La Chiesa anglicana ha scritto: «La guerra in Ucraina non riguarda solo il futuro dell’integrità territoriale e della sovranità dell’Ucraina, ma l’intero quadro strategico dell’Europa dopo la guerra fredda e, più in generale, la forma futura dell’ordine internazionale liberale basato sui valori che hanno prevalso dal 1945».

La commissione degli episcopati europei (Comece), attraverso le parole del suo presidente, mons. Mariano Crociata, annota: «L’insidia più grave in questa fase, e sempre più pericolosa con il passare del tempo, è l’assuefazione, la stanchezza, l’abitudine a una guerra che molti sperano rimanga circoscritta alle regioni in cui si sta svolgendo nell’illusione di poter continuare a stare tranquilli».

Non è mancata la voce delle Chiese ucraine, divise canonicamente (fra Chiesa autocefala di Epifanio e Chiesa non autocefala di Onufrio) e confessionalmente (fra ortodossi e cattolici).

Il primate Onufrio ha sottolineato, in un’omelia del 24 febbraio, la sorprendente unità del paese nella risposta all’invasione militare russa, lamentando tuttavia la politica ecclesiastica del governo che, da un anno, penalizza la presenza della sua Chiesa.
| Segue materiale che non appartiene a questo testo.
//! Conversion between plain JSON and Firestore's typed value encoding.

use serde_json::{json, Map, Number, Value};

use crate::document::Document;
use crate::errors::{RemoteError, Result};

/// Encodes a JSON value as a Firestore `Value`.
pub fn encode_value(value: &Value) -> Value {
    match value {
        Value::Null => json!({ "nullValue": null }),
        Value::Bool(b) => json!({ "booleanValue": b }),
        Value::Number(n) => {
            if let Some(i) = n.as_i64() {
                json!({ "integerValue": i.to_string() })
            } else if let Some(u) = n.as_u64() {
                json!({ "integerValue": u.to_string() })
            } else {
                json!({ "doubleValue": n })
            }
        }
        Value::String(s) => json!({ "stringValue": s }),
        Value::Array(items) => {
            let values: Vec<Value> = items.iter().map(encode_value).collect();
            json!({ "arrayValue": { "values": values } })
        }
        Value::Object(map) => json!({ "mapValue": { "fields": encode_fields(map) } }),
    }
}

pub fn encode_fields(fields: &Map<String, Value>) -> Map<String, Value> {
    fields
        .iter()
        .map(|(key, value)| (key.clone(), encode_value(value)))
        .collect()
}

/// Decodes a Firestore `Value` into plain JSON.
///
/// Timestamps, references and bytes come back as strings; geo points as
/// `{latitude, longitude}` objects.
pub fn decode_value(value: &Value) -> Result<Value> {
    let Some((kind, inner)) = value.as_object().and_then(|m| m.iter().next()) else {
        return Err(RemoteError::codec(format!("not a typed value: {}", value)));
    };
    match kind.as_str() {
        "nullValue" => Ok(Value::Null),
        "booleanValue" => inner
            .as_bool()
            .map(Value::Bool)
            .ok_or_else(|| RemoteError::codec("booleanValue is not a bool")),
        "integerValue" => decode_integer(inner),
        "doubleValue" => decode_double(inner),
        "stringValue" | "timestampValue" | "referenceValue" | "bytesValue" => inner
            .as_str()
            .map(|s| Value::String(s.to_string()))
            .ok_or_else(|| RemoteError::codec(format!("{} is not a string", kind))),
        "geoPointValue" => Ok(json!({
            "latitude": inner.get("latitude").cloned().unwrap_or(json!(0.0)),
            "longitude": inner.get("longitude").cloned().unwrap_or(json!(0.0)),
        })),
        "arrayValue" => {
            let values = match inner.get("values").and_then(Value::as_array) {
                Some(values) => values.iter().map(decode_value).collect::<Result<Vec<_>>>()?,
                None => Vec::new(),
            };
            Ok(Value::Array(values))
        }
        "mapValue" => {
            let fields = match inner.get("fields").and_then(Value::as_object) {
                Some(fields) => decode_fields(fields)?,
                None => Map::new(),
            };
            Ok(Value::Object(fields))
        }
        other => Err(RemoteError::codec(format!("unsupported value type '{}'", other))),
    }
}

fn decode_integer(inner: &Value) -> Result<Value> {
    // The REST API sends int64 as a string.
    let parsed = match inner {
        Value::String(s) => s.parse::<i64>().ok(),
        Value::Number(n) => n.as_i64(),
        _ => None,
    };
    parsed
        .map(|i| Value::Number(i.into()))
        .ok_or_else(|| RemoteError::codec(format!("bad integerValue {}", inner)))
}

fn decode_double(inner: &Value) -> Result<Value> {
    let parsed = match inner {
        Value::Number(n) => n.as_f64(),
        Value::String(s) => s.parse::<f64>().ok(),
        _ => None,
    };
    parsed
        .and_then(Number::from_f64)
        .map(Value::Number)
        .ok_or_else(|| RemoteError::codec(format!("bad doubleValue {}", inner)))
}

fn decode_fields(fields: &Map<String, Value>) -> Result<Map<String, Value>> {
    fields
        .iter()
        .map(|(key, value)| Ok((key.clone(), decode_value(value)?)))
        .collect()
}

/// Decodes a Firestore `Document` resource. The id is the last segment of
/// its `name`.
pub fn decode_document(raw: &Value) -> Result<Document> {
    let name = raw
        .get("name")
        .and_then(Value::as_str)
        .ok_or_else(|| RemoteError::codec("document without a name"))?;
    let id = name.rsplit('/').next().unwrap_or(name).to_string();
    let fields = match raw.get("fields").and_then(Value::as_object) {
        Some(fields) => decode_fields(fields)?,
        None => Map::new(),
    };
    Ok(Document::new(id, fields))
}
Epifanio, da parte sua, non si esprime con le parole, ma decide, assieme al suo sinodo, di eliminare dal santorale una delle figure più care al patriarca russo e cioè Alessandro di Novgorod (Nevsky).

Il testo più riflettuto e argomentato è la lettera pastorale della Chiesa greco-cattolica che, con i suoi 4 milioni di fedeli e l’inattaccabile coerenza durante le persecuzioni sovietiche, rappresenta spesso la voce cristiana più affidabile.

Lettera pastorale sulla guerra e la pace giusta nel contesto delle nuove ideologie: questo è il titolo. L’esergo contiene la citazione di Geremia «Liberate gli oppressi dalle mani dell’oppressore» (23,3). Dopo due anni di guerra, anzi dieci dall’occupazione della Crimea e del Donbass (2014), vi è la necessità della perseveranza nella lotta, mentre il sostegno internazionale, pur presente, manca «di comprensione della profondità e della gravità degli eventi (con una) speranza di facile soluzione del conflitto».

L’argomentazione si sviluppa in sette parti, 67 punti e una ventina di pagine.

Le parti: Cause e fonti dell’attuale guerra della Russia contro l’Ucraina; Dal “mondo russo” al “razzismo”, il percorso di degrado dello stato aggressore; Resistenza non violenta; Guerra difensiva e legittima difesa; Neutralità in tempo di guerra; Obiettivo di una difesa legittima e di una pace giusta; Conclusioni.

Illusioni totalitarie

L’aggressione russa è erede dei regimi totalitari del secolo scorso, della tirannia con il suo disprezzo per la libertà. Regimi rafforzati dalla capacità tecnica di controllare il comportamento sociale, dando all’individuo l’illusione di uno spazio di libertà in realtà condizionato dalla lealtà verso il potere.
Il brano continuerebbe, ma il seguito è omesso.